Y esta gente tan aficionada a las fronteras, ¿qué dicen sobre la inmigración? Cuando no están cerrándose completamente a la idea de que los inmigrantes son personas, esta gente suele decir que, como mínimo, quienes inmigran han de integrarse, adaptarse a nuestro modo de vida. Como yo fui migrante por motivos de trabajo durante tres años, esto me hace replantearme mis vivencias, preguntarme si fui un “buen inmigrante” (para esta gente). ¿Me integré en el país que me acogió? ¿Adopté su idioma, su cultura, su religión, sus costumbres? ¿Participé en su sistema? ¿O fui un migrante problemático?

Empecemos por la lengua. Llegué pensando que conocía bien el idioma, pero inmediatamente vi que no era ni mucho menos un hablante nativo, tanto por fluidez y léxico como por mi acento. Pasaron meses y luego años y fui entendiendo y haciéndome entender cada vez mejor, pero decidí no renunciar a mi acento. Distintos hablantes nativos cultos en distintos continentes hablan su propia lengua con acentos muy distintos, y todos son igualmente correctos. ¿Por qué el que usan unos nativos concretos va a ser mejor que el mío, que lleva consigo los recuerdos de mi lengua materna? Mi lengua materna, claro, es la que seguí empleando en mi entorno familiar, ya fuera en el supermercado, en la calle o en el transporte público.

Y con la lengua, la cultura. Objetivamente, la cultura dominante del país que me acogió es colonialista: el país está fundado sobre un genocidio que, aunque suavizado, todavía colea. Su cultura dominante es capitalista, es clasista, es religiosa, es heteropatriarcal, es militarista. Durante los años que viví allí, dediqué buenas partes de mis energías a oponerme a todas y cada una de estas visiones del mundo. Me dediqué a participar, en mayor o menor medida, en los movimientos de resistencia pacífica contra la cultura dominante.

Así que no “me integré” ni en el idioma ni en la cultura. Mal empezamos. Y en el resto del llamado sistema democrático, ¿qué tal? En tres años apenas fui consciente del nombre del dirigente electo de la ciudad, ni de la provincia, ni del Estado. Me desentendí totalmente de la política-espectáculo. En cambio, me interesé por la parte de la política que estaba a mi alcance, por aquello donde podía influir positivamente. Mientras lo hacía, llevé algo de cuidado, porque suponía que el riesgo de sanciones al que me enfrentaba era más alto por ser extranjero. Aunque no era para tanto, en el sentido de que allí no había cárceles específicas para extranjeros con una falta administrativa.

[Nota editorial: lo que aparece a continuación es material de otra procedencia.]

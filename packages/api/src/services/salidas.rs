use reqwest::Method;

use crate::models::{Page, Salida, SalidaInput};
use crate::{ApiClient, Result};

impl ApiClient {
    pub async fn get_salidas(&self) -> Result<Page<Salida>> {
        self.get_list("/salidas", &[], "Could not load stock exits")
            .await
    }

    /// Register an exit attributed to the signed-in user (from the token).
    /// Stock sufficiency is the backend's call; forms check it beforehand
    /// with [`SalidaInput::validate_against_stock`].
    pub async fn create_salida(&self, input: &SalidaInput) -> Result<Salida> {
        input.validate()?;
        let input = SalidaInput {
            id_usuario: Some(self.claims()?.user_id()?),
            ..input.clone()
        };
        self.send_json(Method::POST, "/salidas", &input, "Could not register stock exit")
            .await
    }

    /// Re-read the product and refuse an exit larger than its current stock
    /// before registering it. Lists shown in a form may be stale.
    pub async fn create_salida_checked(&self, input: &SalidaInput) -> Result<Salida> {
        input.validate()?;
        let producto = self.get_producto(input.id_producto).await?;
        input.validate_against_stock(producto.stock_actual)?;
        self.create_salida(input).await
    }
}
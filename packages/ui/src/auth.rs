//! Session context and hooks for the UI.
//!
//! [`SessionProvider`] owns the one `Signal<Session>` of the app and the shared
//! [`ApiClient`]. Components read the session with [`use_session`]; changes go
//! through [`dispatch`], which folds a [`SessionAction`] into the current
//! state, so every transition is one of the named actions.

use api::session::{self, Session, SessionAction};
use api::ApiClient;
use dioxus::prelude::*;
use store::SessionStorage;

/// The current session. Re-renders readers on every transition.
pub fn use_session() -> Signal<Session> {
    use_context::<Signal<Session>>()
}

/// The shared API client.
pub fn use_api() -> ApiClient {
    use_context::<ApiClient>()
}

/// Apply `action` to the session signal.
pub fn dispatch(mut session: Signal<Session>, action: SessionAction) {
    let next = session.peek().clone().apply(action);
    session.set(next);
}

/// Authenticate and update the session. Resolves once the token is persisted
/// and the session is authenticated, so callers may navigate right after
/// awaiting it. On failure the message is already recorded in the session
/// as `LoginFailed` and the error is handed back to the caller.
pub async fn sign_in(
    api: ApiClient,
    session: Signal<Session>,
    email: String,
    password: String,
) -> api::Result<()> {
    dispatch(session, SessionAction::LoginStarted);
    match session::login(&api, &email, &password).await {
        Ok(action) => {
            dispatch(session, action);
            Ok(())
        }
        Err(e) => {
            tracing::warn!("login failed: {e}");
            dispatch(session, SessionAction::LoginFailed(e.to_string()));
            Err(e)
        }
    }
}

pub fn sign_out(api: &ApiClient, session: Signal<Session>) {
    dispatch(session, session::logout(api));
}

/// Ends the session when the backend rejects the stored credentials in the
/// middle of a session (expired or revoked token). Provided by
/// [`SessionProvider`]; [`LatestFetch`](crate::LatestFetch) calls it on auth errors.
#[derive(Clone, Copy)]
pub struct SessionExpiry(pub(crate) Callback<()>);

impl SessionExpiry {
    pub fn expire(&self) {
        self.0.call(());
    }
}

/// Provider component that restores the persisted session on mount.
/// Wrap the router with it.
#[component]
pub fn SessionProvider(children: Element) -> Element {
    let api = use_context_provider(|| {
        ApiClient::from_env(SessionStorage::new(store::platform_store()))
    });
    let session = use_context_provider(|| Signal::new(Session::default()));

    let expiry_api = api.clone();
    let expire = use_callback(move |()| {
        if session.peek().is_authenticated {
            tracing::info!("credentials rejected mid-session, signing out");
            sign_out(&expiry_api, session);
        }
    });
    use_context_provider(|| SessionExpiry(expire));

    let _restore = use_resource(move || {
        let api = api.clone();
        async move {
            dispatch(session, SessionAction::Restoring);
            let action = session::restore_session(&api).await;
            dispatch(session, action);
        }
    });

    rsx! {
        {children}
    }
}

/// Button that ends the session. The guard then sends the user to `/login`.
#[component]
pub fn LogoutButton(
    #[props(default = "Cerrar sesión".to_string())] label: String,
    #[props(default = "".to_string())] class: String,
) -> Element {
    let session = use_session();
    let api = use_api();

    rsx! {
        button {
            class: "{class}",
            onclick: move |_| sign_out(&api, session),
            "{label}"
        }
    }
}
use reqwest::Method;

use super::search_query;
use crate::models::{Page, Usuario, UsuarioInput};
use crate::{ApiClient, Result};

impl ApiClient {
    pub async fn get_usuarios(&self, search: Option<&str>) -> Result<Page<Usuario>> {
        self.get_list("/usuarios", &search_query(search), "Could not load users")
            .await
    }

    pub async fn create_usuario(&self, input: &UsuarioInput) -> Result<Usuario> {
        input.validate(true)?;
        self.send_json(Method::POST, "/usuarios", input, "Could not create user")
            .await
    }

    pub async fn update_usuario(&self, id: i64, input: &UsuarioInput) -> Result<Usuario> {
        input.validate(false)?;
        self.send_json(
            Method::PUT,
            &format!("/usuarios/{id}"),
            input,
            "Could not update user",
        )
        .await
    }

    pub async fn delete_usuario(&self, id: i64) -> Result<()> {
        self.delete(&format!("/usuarios/{id}"), "Could not delete user")
            .await
    }
}

#[cfg(test)]
mod tests {
    use crate::models::UsuarioInput;
    use crate::services::testing::client;
    use serde_json::json;
    use wiremock::matchers::{body_json, method, path};
    use wiremock::{Mock, MockServer, ResponseTemplate};

    #[tokio::test]
    async fn test_update_omits_password() {
        let server = MockServer::start().await;
        Mock::given(method("PUT"))
            .and(path("/usuarios/5"))
            .and(body_json(json!({
                "nombre": "Luis",
                "apellido": "Gómez",
                "email": "luis@example.com",
                "id_rol": 2
            })))
            .respond_with(ResponseTemplate::new(200).set_body_json(json!({
                "id_usuario": 5,
                "email": "luis@example.com",
                "nombre": "Luis",
                "apellido": "Gómez",
                "id_rol": 2
            })))
            .expect(1)
            .mount(&server)
            .await;

        let (api, _) = client(&server, Some("tok"));
        let input = UsuarioInput {
            nombre: "Luis".into(),
            apellido: "Gómez".into(),
            email: "luis@example.com".into(),
            password: None,
            id_rol: 2,
            id_sucursal: None,
        };
        let usuario = api.update_usuario(5, &input).await.unwrap();
        assert_eq!(usuario.id_usuario, 5);
    }
}
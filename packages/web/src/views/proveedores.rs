use api::models::{Page, Proveedor, ProveedorInput};
use dioxus::prelude::*;
use ui::components::{
    paginate, Button, ButtonVariant, ConfirmDialog, ErrorBanner, Field, Input, LoadingRow,
    Pagination, SearchInput, PAGE_SIZE,
};
use ui::views::ModalOverlay;
use ui::{use_api, use_latest_fetch, Loadable};

use super::optional_text;

#[component]
pub fn Proveedores() -> Element {
    let api = use_api();
    let mut search = use_signal(String::new);
    let mut page = use_signal(|| 1usize);
    let mut proveedores = use_latest_fetch::<Page<Proveedor>>();
    let mut editor = use_signal(|| None::<Option<Proveedor>>);
    let mut deleting = use_signal(|| None::<Proveedor>);
    let mut action_error = use_signal(|| None::<String>);

    let list_api = api.clone();
    let load = use_callback(move |term: String| {
        let api = list_api.clone();
        proveedores.run(async move { api.get_proveedores(Some(&term)).await });
    });

    use_effect(move || load.call(search()));

    let confirm_delete = move |_: ()| {
        let Some(proveedor) = deleting() else {
            return;
        };
        let api = api.clone();
        spawn(async move {
            match api.delete_proveedor(proveedor.id_proveedor).await {
                Ok(()) => load.call(search.peek().clone()),
                Err(e) => action_error.set(Some(e.to_string())),
            }
            deleting.set(None);
        });
    };

    let state = proveedores.state();
    let table = match &*state.read() {
        Loadable::Loading => rsx! { LoadingRow {} },
        Loadable::Failed(message) => rsx! { ErrorBanner { message: message.clone() } },
        Loadable::Ready(list) => {
            let rows = paginate(&list.items, page(), PAGE_SIZE).to_vec();
            rsx! {
                table {
                    class: "data-table",
                    thead {
                        tr {
                            th { "Nombre" }
                            th { "Contacto" }
                            th { "Teléfono" }
                            th { "Email" }
                            th {}
                        }
                    }
                    tbody {
                        if rows.is_empty() {
                            tr { td { colspan: "5", class: "muted", "No hay proveedores." } }
                        }
                        for p in rows {
                            tr {
                                key: "{p.id_proveedor}",
                                td { "{p.nombre}" }
                                td { {p.contacto.clone().unwrap_or_default()} }
                                td { {p.telefono.clone().unwrap_or_default()} }
                                td { {p.email.clone().unwrap_or_default()} }
                                td {
                                    class: "row-actions",
                                    Button {
                                        variant: ButtonVariant::Ghost,
                                        onclick: {
                                            let p = p.clone();
                                            move |_| editor.set(Some(Some(p.clone())))
                                        },
                                        "Editar"
                                    }
                                    Button {
                                        variant: ButtonVariant::Ghost,
                                        onclick: {
                                            let p = p.clone();
                                            move |_| deleting.set(Some(p.clone()))
                                        },
                                        "Eliminar"
                                    }
                                }
                            }
                        }
                    }
                }
                Pagination {
                    page: page(),
                    total: list.total,
                    on_change: move |p| page.set(p),
                }
            }
        }
    };

    rsx! {
        div {
            class: "page-header",
            h1 { "Proveedores" }
            Button {
                onclick: move |_| editor.set(Some(None)),
                "Nuevo proveedor"
            }
        }
        div {
            class: "toolbar",
            SearchInput {
                value: search(),
                on_search: move |term| {
                    search.set(term);
                    page.set(1);
                },
            }
        }
        if let Some(message) = action_error() {
            ErrorBanner { message, on_dismiss: move |_| action_error.set(None) }
        }
        {table}

        if let Some(current) = editor() {
            ProveedorForm {
                proveedor: current,
                on_saved: move |_| {
                    editor.set(None);
                    load.call(search.peek().clone());
                },
                on_cancel: move |_| editor.set(None),
            }
        }
        if let Some(proveedor) = deleting() {
            ConfirmDialog {
                title: "Eliminar proveedor",
                message: format!("¿Eliminar \"{}\"?", proveedor.nombre),
                on_confirm: confirm_delete,
                on_cancel: move |_| deleting.set(None),
            }
        }
    }
}

#[component]
fn ProveedorForm(
    proveedor: Option<Proveedor>,
    on_saved: EventHandler<Proveedor>,
    on_cancel: EventHandler<()>,
) -> Element {
    let api = use_api();
    let initial = proveedor
        .as_ref()
        .map(ProveedorInput::from_proveedor)
        .unwrap_or_default();
    let editing_id = proveedor.as_ref().map(|p| p.id_proveedor);
    let title = if editing_id.is_some() { "Editar proveedor" } else { "Nuevo proveedor" };

    let mut nombre = use_signal(|| initial.nombre.clone());
    let mut contacto = use_signal(|| initial.contacto.clone().unwrap_or_default());
    let mut telefono = use_signal(|| initial.telefono.clone().unwrap_or_default());
    let mut email = use_signal(|| initial.email.clone().unwrap_or_default());
    let mut direccion = use_signal(|| initial.direccion.clone().unwrap_or_default());
    let mut error = use_signal(|| None::<String>);
    let mut saving = use_signal(|| false);

    let handle_submit = move |evt: FormEvent| {
        evt.prevent_default();
        let input = ProveedorInput {
            nombre: nombre().trim().to_string(),
            contacto: optional_text(&contacto()),
            telefono: optional_text(&telefono()),
            email: optional_text(&email()),
            direccion: optional_text(&direccion()),
        };
        let api = api.clone();
        spawn(async move {
            saving.set(true);
            error.set(None);
            let result = match editing_id {
                Some(id) => api.update_proveedor(id, &input).await,
                None => api.create_proveedor(&input).await,
            };
            saving.set(false);
            match result {
                Ok(saved) => on_saved.call(saved),
                Err(e) => error.set(Some(e.to_string())),
            }
        });
    };

    rsx! {
        ModalOverlay {
            title: title.to_string(),
            on_close: move |_| on_cancel.call(()),
            form {
                onsubmit: handle_submit,
                if let Some(message) = error() {
                    ErrorBanner { message }
                }
                Field {
                    label: "Nombre",
                    html_for: "proveedor-nombre",
                    Input { id: "proveedor-nombre", required: true, value: nombre(), oninput: move |v| nombre.set(v) }
                }
                Field {
                    label: "Contacto",
                    html_for: "proveedor-contacto",
                    Input { id: "proveedor-contacto", value: contacto(), oninput: move |v| contacto.set(v) }
                }
                div {
                    class: "field-row",
                    Field {
                        label: "Teléfono",
                        html_for: "proveedor-telefono",
                        Input { id: "proveedor-telefono", r#type: "tel", value: telefono(), oninput: move |v| telefono.set(v) }
                    }
                    Field {
                        label: "Email",
                        html_for: "proveedor-email",
                        Input { id: "proveedor-email", r#type: "email", value: email(), oninput: move |v| email.set(v) }
                    }
                }
                Field {
                    label: "Dirección",
                    html_for: "proveedor-direccion",
                    Input { id: "proveedor-direccion", value: direccion(), oninput: move |v| direccion.set(v) }
                }
                div {
                    class: "modal-actions",
                    Button {
                        variant: ButtonVariant::Outline,
                        onclick: move |_| on_cancel.call(()),
                        "Cancelar"
                    }
                    Button {
                        r#type: "submit",
                        disabled: saving(),
                        if saving() { "Guardando…" } else { "Guardar" }
                    }
                }
            }
        }
    }
}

Merece mención aparte lo del colectivo subversivo y asambleario en el que participé durante tres años como voluntario (vendiendo libros, sobre todo). Conscientemente nos expusimos a multas desorbitadas, multas diseñadas con fines intimidatorios por parte de la autoridad municipal. Más tarde me llegó la confirmación de que este colectivo estuvo bajo vigilancia policial. ¿Hace esto de mí un migrante problemático? ¿Merecía ser deportado?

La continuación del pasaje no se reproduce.